I do not trust these fascists. Though many liberal economists can see clearly enough that Republican deregulation is a cause of the over extension of debt instruments that finally collapsed our entire credit apparatus, I expect to hear daily in the news the bleating of Neoconservatives who will try to hide their matches and gasoline and say we are witnessing a kind of Reichstag fire on Wall Street for which, god knows how, those tax-and-spend liberals must be to blame. Naomi Klein has been mentioned by a few of my favorite bloggers in light of this week's economic events. That is apt. We might have paid more attention to the feckless pursuit of Bin Laden, now gone somewhat into reverse in Pakistan and Afghanistan, we might have looked at the connection between the devastation of Galveston and the disappearance of the polar ice sheets...real problems abound... but now the Republicans can shout "oh! look! An emergency! Quick, give me more power, cede more rights so I can protect you!".
What is being judged then, by all these tribulations? We cast all our judgments on our political champions so they may stand in for us, and we the voters absolve ourselves of blame. My disgust and withdrawal stem from this understanding: voting only dilutes blame, it does not absolve. If we stumble on as we have, electing McCain and otherwise teetering toward fascism, it is not John McCain who should be examined for his failures but we teh people.
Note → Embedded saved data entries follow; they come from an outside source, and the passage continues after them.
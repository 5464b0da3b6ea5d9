/*!
    Encoded packet type.
*/

use crate::{MediaDuration, Pts, Rational};

/**
    A unit of compressed bitstream produced by the encoder.

    Written to the container and released immediately. Encoders buffer
    internally, so zero or more packets may surface per submitted frame.
*/
#[derive(Clone)]
pub struct Packet {
    /// Compressed data.
    pub data: Vec<u8>,
    /// Presentation timestamp.
    pub pts: Option<Pts>,
    /// Decode timestamp.
    pub dts: Option<Pts>,
    /// Packet duration.
    pub duration: MediaDuration,
    /// Time base the timestamps are expressed in.
    pub time_base: Rational,
    /// True when the packet starts with a keyframe.
    pub is_keyframe: bool,
}

impl Packet {
    pub fn new(
        data: Vec<u8>,
        pts: Option<Pts>,
        dts: Option<Pts>,
        duration: MediaDuration,
        time_base: Rational,
        is_keyframe: bool,
    ) -> Self {
        Self {
            data,
            pts,
            dts,
            duration,
            time_base,
            is_keyframe,
        }
    }
}

impl std::fmt::Debug for Packet {
    fn fmt(&self, f: &mut std::fmt::Formatter<'_>) -> std::fmt::Result {
        f.debug_struct("Packet")
            .field("bytes", &self.data.len())
            .field("pts", &self.pts)
            .field("dts", &self.dts)
            .field("is_keyframe", &self.is_keyframe)
            .finish()
    }
}
//! Mapping between PNG header fields and [`PixelFormat`]s.

use crate::CodecError;
use crate::chunks::RawHeader;
use crate::color::ColorSpace;
use crate::pixel::{BitDepth, ComponentLayout, PixelFormat};

const GRAY: u8 = 0;
const RGB: u8 = 2;
const INDEXED: u8 = 3;
const GRAY_ALPHA: u8 = 4;
const RGBA: u8 = 6;

/// Whether `(color_type, bit_depth)` is a combination PNG defines.
pub(crate) fn is_valid_combination(color_type: u8, bit_depth: u8) -> bool {
    match color_type {
        GRAY => matches!(bit_depth, 1 | 2 | 4 | 8 | 16),
        INDEXED => matches!(bit_depth, 1 | 2 | 4 | 8),
        RGB | GRAY_ALPHA | RGBA => matches!(bit_depth, 8 | 16),
        _ => false,
    }
}

/// Pixel format a decode of `header` produces before any caller override.
///
/// tRNS adds alpha, palettes expand to RGB, and sub-byte gray widens to 8 bits.
pub(crate) fn decode_format(
    header: &RawHeader,
    has_transparency: bool,
    color_space: ColorSpace,
) -> Result<PixelFormat, CodecError> {
    if !is_valid_combination(header.color_type, header.bit_depth) {
        return Err(CodecError::UnsupportedFormat {
            color_type: header.color_type,
            bit_depth: header.bit_depth,
        });
    }
    let layout = match header.color_type {
        GRAY => ComponentLayout::Gray.with_alpha(has_transparency),
        GRAY_ALPHA => ComponentLayout::GrayAlpha,
        INDEXED | RGB => ComponentLayout::Rgb.with_alpha(has_transparency),
        _ => ComponentLayout::Rgba,
    };
    let depth = if header.bit_depth == 16 {
        BitDepth::Sixteen
    } else {
        BitDepth::Eight
    };
    Ok(PixelFormat {
        layout,
        depth,
        color_space,
    })
}

/// Pixel format to encode a source declared as `source`, at the requested depth.
///
/// Only a request for 16 bits keeps 16; every other value means 8.
pub(crate) fn encode_format(source: &PixelFormat, requested_depth: u32) -> PixelFormat {
    let depth = if requested_depth == 16 {
        BitDepth::Sixteen
    } else {
        BitDepth::Eight
    };
    PixelFormat {
        layout: source.layout,
        depth,
        color_space: source.color_space.clone(),
    }
}

pub(crate) fn png_color_type(layout: ComponentLayout) -> png::ColorType {
    match layout {
        ComponentLayout::Gray => png::ColorType::Grayscale,
        ComponentLayout::GrayAlpha => png::ColorType::GrayscaleAlpha,
        ComponentLayout::Rgb => png::ColorType::Rgb,
        ComponentLayout::Rgba => png::ColorType::Rgba,
    }
}

pub(crate) fn png_bit_depth(depth: BitDepth) -> png::BitDepth {
    match depth {
        BitDepth::Eight => png::BitDepth::Eight,
        BitDepth::Sixteen => png::BitDepth::Sixteen,
    }
}

/// Layout the `png` reader reports for its expanded output.
pub(crate) fn layout_of(color_type: png::ColorType) -> ComponentLayout {
    match color_type {
        png::ColorType::Grayscale => ComponentLayout::Gray,
        png::ColorType::GrayscaleAlpha => ComponentLayout::GrayAlpha,
        png::ColorType::Rgb | png::ColorType::Indexed => ComponentLayout::Rgb,
        png::ColorType::Rgba => ComponentLayout::Rgba,
    }
}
I am not talking about somebody else, I am talking about YOU. The "we" who stumble includes me, all who say and do the right things as well as the dangerously ignorant and mislead who foam at the mouth over at TownHall.com. We all have the vote. Everybody says vile things about lawyers except the one who gets them out of jail or wins their civil case. Everyone resents the wealth of doctors...except the doctor who cures their disease. Everyone is saying vile things about bankers...except the one who lent them the money to start their business. Do you not see what a shitty job we are doing of sharing the world?